● Try it:
Set down word for word each line from the start of the listing through the line that contains "use log::info;", both included.

§

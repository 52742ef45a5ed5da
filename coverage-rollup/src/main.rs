//! CLI entry point for the coverage-rollup tool.
use clap::{Arg, ArgAction, Command};
use coverage_rollup::{
    dependency_cycles, evaluate_package_with, load_snapshot, Aggregator, Class, Config,
    Evaluation, MethodFailure, Package,
};
use log::info;
use serde::Serialize;
use std::path::{Path, PathBuf};

const METRICS_HELP: &[&str] = &[
    "Metrics:",
    "  coverage    - executed lines / declared lines * 100, weighted by lines",
    "  complexity  - cyclomatic complexity, weighted by lines",
    "  Ce          - efferent coupling: packages this package depends on",
    "  Ca          - afferent coupling: packages depending on this package",
    "  A           - abstractness: interfaces / classes",
    "  I           - stability: Ce / (Ce + Ca)",
    "  D           - distance from main sequence: |A + I - 1| / sqrt(2)",
];

const EVALUATION_HELP: &[&str] = &[
    "Evaluation:",
    "  A        - >=0.7 abstract, <=0.3 concrete, otherwise mixed",
    "  I        - >=0.7 unstable, <=0.3 stable, otherwise moderate",
    "  D        - |A + I - 1| <=0.4 good; >=0.6 useless if A+I-1 >= 0 else painful; otherwise balanced",
    "  coverage - >=80 high, <=50 low, otherwise medium",
];

const CONFIG_TEMPLATE: &str = "# Configuration for coverage-rollup\n\n\
[filter]\n\
# Package name patterns to aggregate (empty means all)\n\
include = []\n\
# Package name patterns to skip\n\
exclude = []\n\
\n\
[evaluation]\n\
  [evaluation.abstraction]\n\
  # Minimum ratio considered abstract\n\
  abstract_min = 0.7\n\
  # Maximum ratio considered concrete\n\
  concrete_max = 0.3\n\
\n\
  [evaluation.stability]\n\
  # Minimum ratio considered unstable\n\
  unstable_min = 0.7\n\
  # Maximum ratio considered stable\n\
  stable_max = 0.3\n\
\n\
  [evaluation.distance]\n\
  # Maximum normalized distance considered good\n\
  good_max = 0.4\n\
  # Minimum normalized distance considered bad\n\
  bad_min = 0.6\n\
\n\
  [evaluation.coverage]\n\
  # Minimum percentage considered high\n\
  high_min = 80.0\n\
  # Maximum percentage considered low\n\
  low_max = 50.0\n";

fn init_config<P: AsRef<Path>>(path: P) -> Result<(), Box<dyn std::error::Error>> {
    let p = path.as_ref();
    if p.exists() {
        eprintln!("{} already exists", p.display());
        return Ok(());
    }
    std::fs::write(p, CONFIG_TEMPLATE)?;
    println!("created {}", p.display());
    Ok(())
}

fn load_config(path: Option<&Path>) -> Config {
    let Some(path) = path else {
        return Config::default();
    };
    match std::fs::read_to_string(path) {
        Ok(s) => match toml::from_str::<Config>(&s) {
            Ok(cfg) => cfg,
            Err(e) => {
                eprintln!("failed to parse config: {}", e);
                Config::default()
            }
        },
        Err(e) => {
            eprintln!("failed to read config: {}", e);
            Config::default()
        }
    }
}

#[derive(Serialize)]
struct PackageEntry<'a> {
    name: &'a str,
    lines: u64,
    complexity: f64,
    coverage: f64,
    interfaces: usize,
    implementations: usize,
    abstractness: f64,
    efferent: usize,
    afferent: usize,
    stability: f64,
    distance: f64,
    efference: Vec<&'a str>,
    afference: Vec<&'a str>,
    evaluation: Evaluation,
    #[serde(skip_serializing_if = "Option::is_none")]
    classes: Option<&'a [Class]>,
}

impl<'a> PackageEntry<'a> {
    fn new(p: &'a Package, evaluation: Evaluation, show_classes: bool) -> Self {
        let mut efference: Vec<&str> = p.efference.iter().map(|e| e.package.as_str()).collect();
        efference.sort();
        let mut afference: Vec<&str> = p.afference.iter().map(|a| a.package.as_str()).collect();
        afference.sort();
        Self {
            name: &p.name,
            lines: p.lines,
            complexity: p.complexity,
            coverage: p.coverage,
            interfaces: p.interfaces,
            implementations: p.implementations,
            abstractness: p.abstractness,
            efferent: p.efferent,
            afferent: p.afferent,
            stability: p.stability,
            distance: p.distance,
            efference,
            afference,
            evaluation,
            classes: show_classes.then_some(p.classes.as_slice()),
        }
    }
}

#[derive(Serialize)]
struct Warnings<'a> {
    dependency_cycles: Vec<Vec<String>>,
    skipped_packages: &'a [String],
    method_faults: &'a [MethodFailure],
}

#[derive(Serialize, Clone)]
struct ToolInfo {
    version: &'static str,
    target: String,
}

#[derive(Serialize, Clone)]
struct Meta {
    #[serde(rename = "coverage-rollup")]
    coverage_rollup: ToolInfo,
    project: String,
    config: Config,
}

#[derive(Serialize)]
struct OutputRoot<'a> {
    meta: Meta,
    packages: Vec<PackageEntry<'a>>,
    warnings: Warnings<'a>,
}

fn emit_results(root: &OutputRoot<'_>, format: &str) -> Result<(), Box<dyn std::error::Error>> {
    let out_str = match format {
        "json" => coverage_rollup::loc_try!(serde_json::to_string(root)),
        "yaml" => coverage_rollup::loc_try!(serde_yaml::to_string(root)),
        other => {
            eprintln!("unknown output format: {}", other);
            return Ok(());
        }
    };
    println!("{}", out_str);
    Ok(())
}

// An unparseable gate is reported and then ignored.
fn gate_value(matches: &clap::ArgMatches, name: &str) -> Option<f64> {
    let raw = matches.get_one::<String>(name)?;
    match raw.parse::<f64>() {
        Ok(v) if v.is_finite() => Some(v),
        _ => {
            eprintln!("ignoring invalid --{} value: {}", name, raw);
            None
        }
    }
}

fn main() -> Result<(), Box<dyn std::error::Error>> {
    env_logger::Builder::from_default_env()
        .format_source_path(true)
        .format_line_number(true)
        .init();

    let matches = Command::new("coverage-rollup")
        .version(env!("CARGO_PKG_VERSION"))
        .disable_help_flag(true)
        .subcommand_negates_reqs(true)
        .after_help(format!(
            "{}\n\n{}",
            METRICS_HELP.join("\n"),
            EVALUATION_HELP.join("\n")
        ))
        .subcommand(
            Command::new("init")
                .about("Generate a template config")
                .arg(
                    Arg::new("path")
                        .value_name("PATH")
                        .help("Where to create the config file")
                        .required(false),
                ),
        )
        .arg(
            Arg::new("snapshot")
                .value_name("SNAPSHOT")
                .help("Project snapshot to aggregate (.json, .yaml or .yml)")
                .required(true),
        )
        .arg(
            Arg::new("all")
                .short('a')
                .long("all")
                .help("Include classes and methods in the output")
                .action(ArgAction::SetTrue),
        )
        .arg(
            Arg::new("output")
                .short('o')
                .long("output")
                .help("Output format: json or yaml")
                .value_name("FORMAT")
                .default_value("json"),
        )
        .arg(
            Arg::new("config")
                .short('c')
                .long("config")
                .help("Path to config file")
                .value_name("FILE"),
        )
        .arg(
            Arg::new("coverage-lt")
                .long("coverage-lt")
                .value_name("VAL")
                .help("Fail if any package coverage < VAL"),
        )
        .arg(
            Arg::new("distance-gt")
                .long("distance-gt")
                .value_name("VAL")
                .help("Fail if any package distance > VAL"),
        )
        .arg(
            Arg::new("fail-on-fault")
                .long("fail-on-fault")
                .help("Fail if any method could not be aggregated")
                .action(ArgAction::SetTrue),
        )
        .arg(
            Arg::new("help")
                .short('h')
                .action(ArgAction::Help)
                .long("help")
                .visible_short_alias('?')
                .help("Show this help message"),
        )
        .get_matches();

    if let Some(("init", sub_m)) = matches.subcommand() {
        let path = sub_m
            .get_one::<String>("path")
            .map(PathBuf::from)
            .unwrap_or_else(|| PathBuf::from(".rollup.toml"));
        return init_config(path);
    }

    let show_all = matches.get_flag("all");
    let fail_on_fault = matches.get_flag("fail-on-fault");
    let format = matches
        .get_one::<String>("output")
        .map(|s| s.as_str())
        .unwrap_or("json");
    let coverage_lt = gate_value(&matches, "coverage-lt");
    let distance_gt = gate_value(&matches, "distance-gt");

    let config_path: Option<PathBuf> = matches
        .get_one::<String>("config")
        .map(PathBuf::from)
        .or_else(|| {
            let default = PathBuf::from(".rollup.toml");
            if default.exists() {
                Some(default)
            } else {
                None
            }
        });
    let config = load_config(config_path.as_deref());

    let snapshot = matches
        .get_one::<String>("snapshot")
        .map(PathBuf::from)
        .ok_or_else(|| coverage_rollup::error_with_location("missing snapshot path"))?;
    let mut project = coverage_rollup::loc_try!(
        load_snapshot(&snapshot),
        "cannot load snapshot {}",
        snapshot.display()
    );
    info!(
        "loaded project {} with {} packages",
        project.name,
        project.packages.len()
    );

    let report = coverage_rollup::loc_try!(
        Aggregator::new(config.filter.clone()).run(&mut project),
        "aggregation of {} aborted",
        project.name
    );
    let cycles = dependency_cycles(&project, &report.skipped_packages);

    let aggregated: Vec<&Package> = project
        .packages
        .iter()
        .filter(|p| !report.skipped_packages.contains(&p.name))
        .collect();

    let mut threshold_failed = fail_on_fault && !report.is_clean();
    for package in &aggregated {
        if let Some(th) = coverage_lt {
            if package.coverage < th {
                threshold_failed = true;
            }
        }
        if let Some(th) = distance_gt {
            if package.distance > th {
                threshold_failed = true;
            }
        }
    }

    let root = OutputRoot {
        meta: Meta {
            coverage_rollup: ToolInfo {
                version: env!("CARGO_PKG_VERSION"),
                target: format!("{}/{}", std::env::consts::OS, std::env::consts::ARCH),
            },
            project: project.name.clone(),
            config: config.clone(),
        },
        packages: aggregated
            .iter()
            .map(|&p| {
                let eval = evaluate_package_with(p, &config.evaluation);
                PackageEntry::new(p, eval, show_all)
            })
            .collect(),
        warnings: Warnings {
            dependency_cycles: cycles,
            skipped_packages: &report.skipped_packages,
            method_faults: &report.method_faults,
        },
    };
    coverage_rollup::loc_try!(emit_results(&root, format));

    if threshold_failed {
        std::process::exit(1);
    }
    Ok(())
}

§

● Your solution:
repository 52742ef45a5ed5da
filename coverage-rollup/src/main.rs
//! CLI entry point for the coverage-rollup tool.
use clap::{Arg, ArgAction, Command};
use coverage_rollup::{
    dependency_cycles, evaluate_package_with, load_snapshot, Aggregator, Class, Config,
    Evaluation, MethodFailure, Package,
};
use log::info;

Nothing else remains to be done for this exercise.